I am using coco and it is an amazing medium the growth is way more vigorous and is faster then soil for sure
I go from the jiffy's into a small pot filled with coir then from there into the autopots when they about a foot and a half or so tall... 
If you are using coco it will be a hydro system and you would not want it to totally dry out.... I will post some close up photos of the bowl etc in the next few dayze
it doesn't fully dry out in my set up...but I couldn't say how it would be with soil as I haven't tried it.............
I don't know the air dome but it looks kool.............. thanks ,,, I'll keep you posted :^)


----------



## jats (Aug 29, 2009)

Hey All ,,,, its week 5 and all is going gr8 guns... I took some clones form my girls b4 I throw the cycle to 12/12,, I took 4 from 2 of them and 3 from the smaller 1....
there has been an issue with mites,, eeeeeeeeeeeccckkk.. I only found a couple but I did a full scale blitz spraying everyone except the seedlings and the clones...... I have taken out the crates and replaced them with foam mats....to give my girls some more head space....so here's my new look grow room and my vigorous healthy girls...







they have grown massively even thou I took some clones












Ok here are the seedlings... I have transplanted them just today into coco 






And to answer some of your questions here are some shots of the autopots front and back,,,notice the water in the bowl... it seems to always stay around that level...ie the valve opens when the level drops below a certain point and lets in enough to keep it constant for the plant....





front





back....notice the water?


----------



## edsthreads (Aug 30, 2009)

Great stuff - I have just purchased a 1 x autopot system with 47 litre reservoir, soI'll be watching this thread with interest..


----------



## poldijk (Aug 31, 2009)

Hi Jats,

thanks for your answer illustrated with some nice pictures.

week 5 : woua, they look like a little forest !

If I understood, with coco, it is never dry (as you show it with your last post) but it is not overwatering

*aquavalve*
now you are an autopot expert, I got the one million $ question : what is the condition for the aquavalve to give water again?????? because it is not like BLUMAT (with a soil/coco wet sensor) do you see the water coming every 2/3/4 days?

*sprouting*
you use little jiffy and transfer into the autopots when they about a foot and a half : do you hand water during this period?

*nutrient*
what nutrient do you use? you wrote you don't care about EC but you plants look really healthy

thanks for helping an autopot newbie !

Poldijk


----------



## jats (Aug 31, 2009)

Hey Poldijk
Yes the coco is always wet but the plants are not over watered.... the guy who invented the autopots made them to be used with soil originally so I'm thinking they should work fine with it too...
I'm not sure about the blu mat,,I have never seen 1..... the smart valve lets the water in when the level has dropped below the valve 
I start in the jiffy pots and then transplant them into the small pots....once they are 1 and a half to 2 feet tall its time to transplant into autopots..... I hand water them untill they go into the autopots..once they are in they feed themsleves....
I use a 2 part hydro veg food at the moment...it is made in aus so I dont think you would have it in united kingdom or usa (but any good one would work great) 
Its not that I don't care about the EC ,,,I just don't have a meter...but because the system is not ebb and flow or reticulated at all it seems to remain stable...
I hope this helped...cheers and good luck with that :^)


----------



## jats (Aug 31, 2009)

here are my skunk clones


----------



## edsthreads (Sep 1, 2009)

Can you tell me after you transplant them into the autopots how long do you hand feed for?

I am starting mine off via DWC then will transfer them into the autopot (clay pebbles) when the plant is about foot & half tall... do I need to start hand feeding immediately or will the roots be established enough for them to go searching for the water at the bottom?

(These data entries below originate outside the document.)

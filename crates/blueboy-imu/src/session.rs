use crate::connection::{ConnectionError, RetryPolicy, StopSignal};
use crate::control::{self, command, Telemetry};
use crate::fusion::{FilterParams, OrientationState, SensorFusion};
use crate::protocol::{unpack_sample, Frame, FrameError, FrameSynchronizer, FramingMode, SyncStats};
use crate::types::Orientation;
use std::io::{self, BufReader, Read, Write};
use std::sync::atomic::{AtomicU64, Ordering};
use std::sync::Arc;
use std::time::{Duration, Instant};
use thiserror::Error;
use tokio::sync::{mpsc, watch};

#[derive(Debug, Error)]
pub enum SessionError {
    #[error(transparent)]
    Connection(#[from] ConnectionError),
    #[error("IMU link failed: {0}")]
    Frame(#[from] FrameError),
    #[error("Sample period must be at least 1 ms")]
    InvalidPeriod,
    #[error("Stream mode 0x{0:02x} does not select a raw attitude stream")]
    UnsupportedStreamMode(u8),
    #[error("Failed to spawn acquisition thread: {0}")]
    Spawn(#[source] io::Error),
}

/// Where the fusion interval comes from.
#[derive(Debug, Clone, Copy, PartialEq, Eq, Default)]
pub enum Timing {
    /// Integrate every sample over the configured streaming period.
    #[default]
    Fixed,
    /// Integrate over the measured time since the previous sample, clamped
    /// to half and twice the configured period.
    Measured,
}

/// Everything a session needs besides the transport itself.
#[derive(Debug, Clone)]
pub struct SessionOptions {
    /// Stream selector sent with `begin`. Raw samples of that stream arrive
    /// with the same id.
    pub stream_mode: u8,
    /// Streaming period requested from the board. Also the fusion interval.
    pub period_ms: u16,
    /// Wait between reset and begin.
    pub reset_settle: Duration,
    pub filter: FilterParams,
    pub timing: Timing,
    /// Gyro bias calibration samples; 0 disables calibration.
    pub calibration_samples: u32,
    pub initial: OrientationState,
    pub framing: FramingMode,
    pub retry: RetryPolicy,
    /// Reopen the transport after a mid-stream failure.
    pub reconnect: bool,
}

impl Default for SessionOptions {
    fn default() -> Self {
        Self {
            stream_mode: command::BEGIN_OWN_ATTITUDE,
            period_ms: 50,
            reset_settle: Duration::from_secs(3),
            filter: FilterParams::default(),
            timing: Timing::Fixed,
            calibration_samples: 0,
            initial: OrientationState::identity(),
            framing: FramingMode::Permissive,
            retry: RetryPolicy::default(),
            reconnect: true,
        }
    }
}

impl SessionOptions {
    /// The fusion interval. Always equal to the period sent with `begin`.
    pub fn sample_period(&self) -> Duration {
        Duration::from_millis(u64::from(self.period_ms))
    }

    pub fn validate(&self) -> Result<(), SessionError> {
        if self.period_ms == 0 {
            return Err(SessionError::InvalidPeriod);
        }
        if !matches!(self.stream_mode, command::BEGIN_OWN_ATTITUDE | command::BEGIN_TEST_ATTITUDE) {
            return Err(SessionError::UnsupportedStreamMode(self.stream_mode));
        }
        Ok(())
    }
}

/// Commands sent to the acquisition loop.
#[derive(Debug)]
pub(crate) enum ImuCommand {
    SetZero,
    Recalibrate(u32),
}

/// Snapshot of the acquisition counters.
#[derive(Debug, Clone, Copy, Default, PartialEq, Eq)]
pub struct SessionStats {
    pub frames: u64,
    pub samples: u64,
    pub discarded_bytes: u64,
    /// Sync markers followed by a zero length field.
    pub empty_frames: u64,
    pub malformed_payloads: u64,
    pub rejected_lengths: u64,
    pub connections: u64,
}

/// Shared counters for diagnostics.
#[derive(Debug, Default)]
pub(crate) struct SessionCounters {
    frames: AtomicU64,
    samples: AtomicU64,
    discarded_bytes: AtomicU64,
    empty_frames: AtomicU64,
    malformed_payloads: AtomicU64,
    rejected_lengths: AtomicU64,
    connections: AtomicU64,
}

impl SessionCounters {
    pub(crate) fn snapshot(&self) -> SessionStats {
        SessionStats {
            frames: self.frames.load(Ordering::Relaxed),
            samples: self.samples.load(Ordering::Relaxed),
            discarded_bytes: self.discarded_bytes.load(Ordering::Relaxed),
            empty_frames: self.empty_frames.load(Ordering::Relaxed),
            malformed_payloads: self.malformed_payloads.load(Ordering::Relaxed),
            rejected_lengths: self.rejected_lengths.load(Ordering::Relaxed),
            connections: self.connections.load(Ordering::Relaxed),
        }
    }

    pub(crate) fn connected(&self) {
        self.connections.fetch_add(1, Ordering::Relaxed);
    }
}

/// Decode, fuse and publish: everything downstream of the synchronizer.
pub struct Pipeline {
    fusion: SensorFusion,
    /// Frame id of the raw samples to fuse.
    sample_command: u8,
    timing: Timing,
    period: Duration,
    last_sample_at: Option<Instant>,
    orientation_tx: watch::Sender<Orientation>,
    counters: Arc<SessionCounters>,
    /// Synchronizer totals from links that have already closed.
    carried: SyncStats,
}

impl Pipeline {
    pub fn new(options: &SessionOptions, orientation_tx: watch::Sender<Orientation>) -> Self {
        Self::with_counters(options, orientation_tx, Arc::default())
    }

    pub(crate) fn with_counters(
        options: &SessionOptions,
        orientation_tx: watch::Sender<Orientation>,
        counters: Arc<SessionCounters>,
    ) -> Self {
        Self {
            fusion: SensorFusion::new(options.filter, options.initial, options.calibration_samples),
            sample_command: options.stream_mode,
            timing: options.timing,
            period: options.sample_period(),
            last_sample_at: None,
            orientation_tx,
            counters,
            carried: SyncStats::default(),
        }
    }

    /// Route one frame. Returns the orientation published for it, if any.
    pub fn handle_frame(&mut self, frame: &Frame) -> Option<Orientation> {
        if frame.command != self.sample_command {
            self.handle_control(frame);
            return None;
        }

        let sample = match unpack_sample(&frame.payload) {
            Ok(sample) => sample,
            Err(e) => {
                self.counters.malformed_payloads.fetch_add(1, Ordering::Relaxed);
                tracing::warn!(%e, "Dropping malformed sample frame");
                return None;
            }
        };

        let samples = self.counters.samples.fetch_add(1, Ordering::Relaxed) + 1;
        if samples % 1000 == 0 {
            tracing::debug!(samples, "IMU samples processed");
        }

        let dt = self.next_dt();
        let orientation = self.fusion.update(&sample, dt)?;
        self.orientation_tx.send_replace(orientation);
        Some(orientation)
    }

    fn handle_control(&self, frame: &Frame) {
        match control::interpret(frame) {
            Ok(Telemetry::Message(text)) => tracing::info!(%text, "Device message"),
            Ok(telemetry) => tracing::trace!(?telemetry, "Skipping non-sample frame"),
            Err(e) => tracing::debug!(command = frame.command, %e, "Undecodable control frame"),
        }
    }

    fn next_dt(&mut self) -> f64 {
        let nominal = self.period.as_secs_f64();
        match self.timing {
            Timing::Fixed => nominal,
            Timing::Measured => {
                let now = Instant::now();
                match self.last_sample_at.replace(now) {
                    Some(prev) => now
                        .duration_since(prev)
                        .as_secs_f64()
                        .clamp(0.5 * nominal, 2.0 * nominal),
                    None => nominal,
                }
            }
        }
    }

    pub(crate) fn apply(&mut self, cmd: ImuCommand) {
        match cmd {
            ImuCommand::SetZero => self.fusion.set_zero(),
            ImuCommand::Recalibrate(n) => self.fusion.recalibrate(n),
        }
    }

    /// Mirror the live synchronizer counters into the shared ones.
    fn record_sync(&self, current: &SyncStats) {
        let c = &self.counters;
        c.frames.store(self.carried.frames + current.frames, Ordering::Relaxed);
        c.discarded_bytes.store(
            self.carried.discarded_bytes + current.discarded_bytes,
            Ordering::Relaxed,
        );
        c.empty_frames.store(
            self.carried.empty_frames + current.empty_frames,
            Ordering::Relaxed,
        );
        c.rejected_lengths.store(
            self.carried.rejected_lengths + current.rejected_lengths,
            Ordering::Relaxed,
        );
    }

    /// Fold a closed link's counters into the carried totals.
    fn close_link(&mut self, last: &SyncStats) {
        self.carried.frames += last.frames;
        self.carried.discarded_bytes += last.discarded_bytes;
        self.carried.empty_frames += last.empty_frames;
        self.carried.rejected_lengths += last.rejected_lengths;
        self.last_sample_at = None;
    }

    pub fn fusion(&self) -> &SensorFusion {
        &self.fusion
    }

    pub fn stats(&self) -> SessionStats {
        self.counters.snapshot()
    }

    pub(crate) fn counters(&self) -> &SessionCounters {
        &self.counters
    }
}

/// Drive one open link: reset, begin, then read frames until the transport
/// fails or a stop is requested. Orientation state survives in `pipeline`.
pub(crate) fn run_link<R: Read, W: Write>(
    reader: R,
    mut writer: W,
    pipeline: &mut Pipeline,
    options: &SessionOptions,
    stop: &StopSignal,
    commands: &mut mpsc::UnboundedReceiver<ImuCommand>,
) -> Result<(), SessionError> {
    control::reset(&mut writer, command::RESET)?;
    tracing::info!("Reset sent, waiting for board to settle");
    if !stop.sleep(options.reset_settle) {
        return Ok(());
    }

    control::begin(&mut writer, options.stream_mode, options.period_ms)?;
    tracing::info!(
        mode = options.stream_mode,
        period_ms = options.period_ms,
        "Streaming requested"
    );

    let mut sync = FrameSynchronizer::with_mode(BufReader::new(reader), options.framing);
    let result = read_frames(&mut sync, pipeline, stop, commands);
    pipeline.record_sync(&sync.stats());
    pipeline.close_link(&sync.stats());

    if stop.is_requested() {
        if let Err(e) = control::end(&mut writer, options.stream_mode) {
            tracing::debug!(%e, "Could not send end command");
        }
        return Ok(());
    }
    result
}

fn read_frames<R: Read>(
    sync: &mut FrameSynchronizer<R>,
    pipeline: &mut Pipeline,
    stop: &StopSignal,
    commands: &mut mpsc::UnboundedReceiver<ImuCommand>,
) -> Result<(), SessionError> {
    loop {
        if stop.is_requested() {
            return Ok(());
        }
        while let Ok(cmd) = commands.try_recv() {
            pipeline.apply(cmd);
        }

        let result = sync.next_frame();
        pipeline.record_sync(&sync.stats());
        match result {
            Ok(frame) => {
                pipeline.handle_frame(&frame);
            }
            Err(e) if e.is_recoverable() => {
                tracing::warn!(%e, "Rejected frame, resynchronizing");
            }
            Err(e) => return Err(e.into()),
        }
    }
}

Any help would be great..

I intetend to use PH'd damp clay pebbles when transplanting into the autopot


----------



## jats (Sep 2, 2009)

Hey edsthreads
I have not used the clay pebbles with the autopots...... I use coco and I only had to hand water once to get the system working but the coco is a wetter medium...my plants were also about 1 and a half/ 2 feet when I put them in..... I guess you would have to play it by ear so to speak.. I know that the autopots work well with the clay pebbles but that's about it... good luck with that :^)


----------



## edsthreads (Sep 2, 2009)

jats said:


> Hey edsthreads
> I have not used the clay pebbles with the autopots...... I use coco and I only had to hand water once to get the system working but the coco is a wetter medium...my plants were also about 1 and a half/ 2 feet when I put them in..... I guess you would have to play it by ear so to speak.. I know that the autopots work well with the clay pebbles but that's about it... good luck with that :^)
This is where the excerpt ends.